> **EXERCISE BRIEF**: If a line in the entries contains the string "impl", include that line in your answer.

[GIVEN ENTRIES]

impl ValueCondition {
    pub fn text(mode: TextMatchMode, text: impl Into<String>, case_sensitive: bool) -> Self {
        Self::Text {
            mode,
            text: text.into(),
            case_sensitive,
        }
    }

    pub fn regex(pattern: impl Into<String>, case_sensitive: bool) -> Self {
        Self::Regex {
            pattern: pattern.into(),
            case_sensitive,
        }
    }

    pub fn compare(domain: NumericDomain, op: CompareOp, value: impl Into<String>) -> Self {
        Self::Compare {
            domain,
            op,
            value: value.into(),
        }
    }

    pub fn and(conditions: Vec<ValueCondition>) -> Self {
        Self::And { conditions }
    }

    pub fn or(conditions: Vec<ValueCondition>) -> Self {
        Self::Or { conditions }
    }

    pub fn not(condition: ValueCondition) -> Self {
        Self::Not {
            condition: Box::new(condition),
        }
    }

    /// Display title, also used as the breadcrumb segment in diagnostics
    pub fn title(&self) -> String {
        match self {
            Self::Unset => "Unset".to_string(),
            Self::And { .. } => "And".to_string(),
            Self::Or { .. } => "Or".to_string(),
            Self::Not { .. } => "Not".to_string(),
            Self::IsEmpty => "Is empty".to_string(),
            Self::IsInteger => "Is integer".to_string(),
            Self::IsDecimal => "Is decimal".to_string(),
            Self::Text { mode, .. } => mode.title().to_string(),
            Self::Regex { .. } => "Matches regex".to_string(),
            Self::Compare { domain, op, .. } => format!("{} {}", domain.name(), op.symbol()),
        }
    }

    /// Evaluate against a field
    pub fn match_value(&self, value: &str) -> MatchResult {
        match self {
            Self::Unset => MatchResult::Error,
            Self::And { conditions } => all_of(conditions.iter().map(|c| c.match_value(value))),
            Self::Or { conditions } => any_of(conditions.iter().map(|c| c.match_value(value))),
            Self::Not { condition } => condition.match_value(value).invert(),
            Self::IsEmpty => MatchResult::from_bool(value.is_empty()),
            Self::IsInteger => MatchResult::from_bool(NumericDomain::Integer.accepts(value)),
            Self::IsDecimal => MatchResult::from_bool(NumericDomain::Decimal.accepts(value)),
            Self::Text {
                mode,
                text,
                case_sensitive,
            } => {
                let matched = if *case_sensitive {
                    mode.test(value, text)
                } else {
                    mode.test(&fold_case(value), &fold_case(text))
                };
                MatchResult::from_bool(matched)
            }
            Self::Regex {
                pattern,
                case_sensitive,
            } => match pattern::compile(pattern, *case_sensitive) {
                Ok(regex) => MatchResult::from_bool(regex.is_match(value)),
                Err(_) => MatchResult::Error,
            },
            Self::Compare { domain, op, value: literal } => {
                let result = match domain {
                    NumericDomain::Integer => numeric::compare::<i64>(value, literal, *op),
                    NumericDomain::Decimal => numeric::compare::<f64>(value, literal, *op),
                };
                result.map_or(MatchResult::Error, MatchResult::from_bool)
            }
        }
    }

    /// Static validation of this condition and every nested one
    pub fn verify_arguments(&self) -> ProcessStatus {
        let mut status = ProcessStatus::new();
        match self {
            Self::Unset => status.error("no condition selected"),
            Self::And { conditions } | Self::Or { conditions } => {
                if conditions.is_empty() {
                    status.argument_error("conditions", "at least one condition is required");
                }
                for condition in conditions {
                    status.merge(condition.verify_arguments());
                }
            }
            Self::Not { condition } => status.merge(condition.verify_arguments()),
            Self::IsEmpty | Self::IsInteger | Self::IsDecimal => {}
            Self::Text { text, .. } => {
                if text.is_empty() {
                    status.argument_error("text", "search text must not be empty");
                }
            }
            Self::Regex { pattern, .. } => {
                if let Err(message) = pattern::validate(pattern) {
                    status.argument_error("pattern", format!("invalid regex: {}", message));
                }
            }
            Self::Compare { domain, value, .. } => {
                if !domain.accepts(value) {
                    status.argument_error(
                        "value",
                        format!("'{}' is not a valid {}", value, domain.name()),
                    );
                }
            }
        }
        status.reparent(&self.title())
    }

    /// Arguments for display
    pub fn arguments(&self) -> Vec<Argument<'_>> {
        match self {
            Self::Unset | Self::IsEmpty | Self::IsInteger | Self::IsDecimal => Vec::new(),
            Self::And { conditions } | Self::Or { conditions } => {
                vec![Argument::new("conditions", ArgumentValue::Conditions(conditions))]
            }
            Self::Not { condition } => {
                vec![Argument::new("condition", ArgumentValue::Condition(condition))]
            }
            Self::Text {
                text,
                case_sensitive,
                ..
            } => vec![
                Argument::new("text", ArgumentValue::Text(text)),
                Argument::new("case_sensitive", ArgumentValue::Boolean(*case_sensitive)),
            ],
            Self::Regex {
                pattern,
                case_sensitive,
            } => vec![
                Argument::new("pattern", ArgumentValue::Text(pattern)),
                Argument::new("case_sensitive", ArgumentValue::Boolean(*case_sensitive)),
            ],
            Self::Compare { value, .. } => vec![Argument::new("value", ArgumentValue::Text(value))],
        }
    }

    /// Arguments for editing
    pub fn arguments_mut(&mut self) -> Vec<ArgumentSlot<'_>> {
        match self {
            Self::Unset | Self::IsEmpty | Self::IsInteger | Self::IsDecimal => Vec::new(),
            Self::And { conditions } | Self::Or { conditions } => {
                vec![ArgumentSlot::new("conditions", ArgumentMut::Conditions(conditions))]
            }
            Self::Not { condition } => {
                vec![ArgumentSlot::new("condition", ArgumentMut::Condition(condition))]
            }
            Self::Text {
                text,
                case_sensitive,
                ..
            } => vec![
                ArgumentSlot::new("text", ArgumentMut::Text(text)),
                ArgumentSlot::new("case_sensitive", ArgumentMut::Boolean(case_sensitive)),
            ],
            Self::Regex {
                pattern,
                case_sensitive,
            } => vec![
                ArgumentSlot::new("pattern", ArgumentMut::Text(pattern)),
                ArgumentSlot::new("case_sensitive", ArgumentMut::Boolean(case_sensitive)),
            ],
            Self::Compare { value, .. } => {
                vec![ArgumentSlot::new("value", ArgumentMut::Text(value))]
            }
        }
    }
}
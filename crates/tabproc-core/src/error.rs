//! Error types for tabproc-core
//!
//! These cover I/O, configuration and misuse of the table API. Outcomes of
//! validating or running an operation are reported through
//! [`ProcessStatus`](crate::status::ProcessStatus) instead.

use std::path::PathBuf;
use thiserror::Error;

/// Result type alias using our Error type
pub type Result<T> = std::result::Result<T, Error>;

/// Errors that can occur in tabproc-core
#[derive(Debug, Error)]
pub enum Error {
    /// Failed to read a file
    #[error("failed to read file '{path}': {source}")]
    FileRead {
        path: PathBuf,
        #[source]
        source: std::io::Error,
    },

    /// Failed to write a file
    #[error("failed to write file '{path}': {source}")]
    FileWrite {
        path: PathBuf,
        #[source]
        source: std::io::Error,
    },

    /// Encoding label not recognised
    #[error("unknown text encoding '{0}'")]
    UnknownEncoding(String),

    /// File content is not valid in the configured encoding
    #[error("'{path}' is not valid {encoding} text")]
    Decode {
        path: PathBuf,
        encoding: &'static str,
    },

    /// Table text has characters the configured encoding cannot represent
    #[error("cannot write '{path}': text is not representable in {encoding}")]
    Encode {
        path: PathBuf,
        encoding: &'static str,
    },

    /// A DSV separator must contain at least one character
    #[error("separator must not be empty")]
    EmptySeparator,

    /// Malformed value range text
    #[error("invalid range entry '{token}': {reason}")]
    RangeFormat { token: String, reason: String },

    /// A row or column view was used after the table was structurally modified
    #[error("stale {kind} view: captured at generation {captured}, table is at generation {current}")]
    StaleView {
        kind: &'static str,
        captured: u64,
        current: u64,
    },

    /// A row or column view was resolved against a table that did not issue it
    #[error("{kind} view belongs to a different table")]
    ForeignView { kind: &'static str },

    /// Pipeline refers to a table that was not declared
    #[error("unknown table '{0}'")]
    UnknownTable(String),

    /// Regular expression failed to compile
    #[error("invalid regex pattern '{pattern}': {message}")]
    InvalidRegex { pattern: String, message: String },

    /// IO error
    #[error("IO error: {0}")]
    Io(#[from] std::io::Error),

    /// JSON serialization error
    #[error("JSON error: {0}")]
    Json(#[from] serde_json::Error),
}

[/GIVEN ENTRIES]

> **SOLUTION FOR THIS EXERCISE**:
impl ValueCondition {
    pub fn text(mode: TextMatchMode, text: impl Into<String>, case_sensitive: bool) -> Self {
    pub fn regex(pattern: impl Into<String>, case_sensitive: bool) -> Self {
    pub fn compare(domain: NumericDomain, op: CompareOp, value: impl Into<String>) -> Self {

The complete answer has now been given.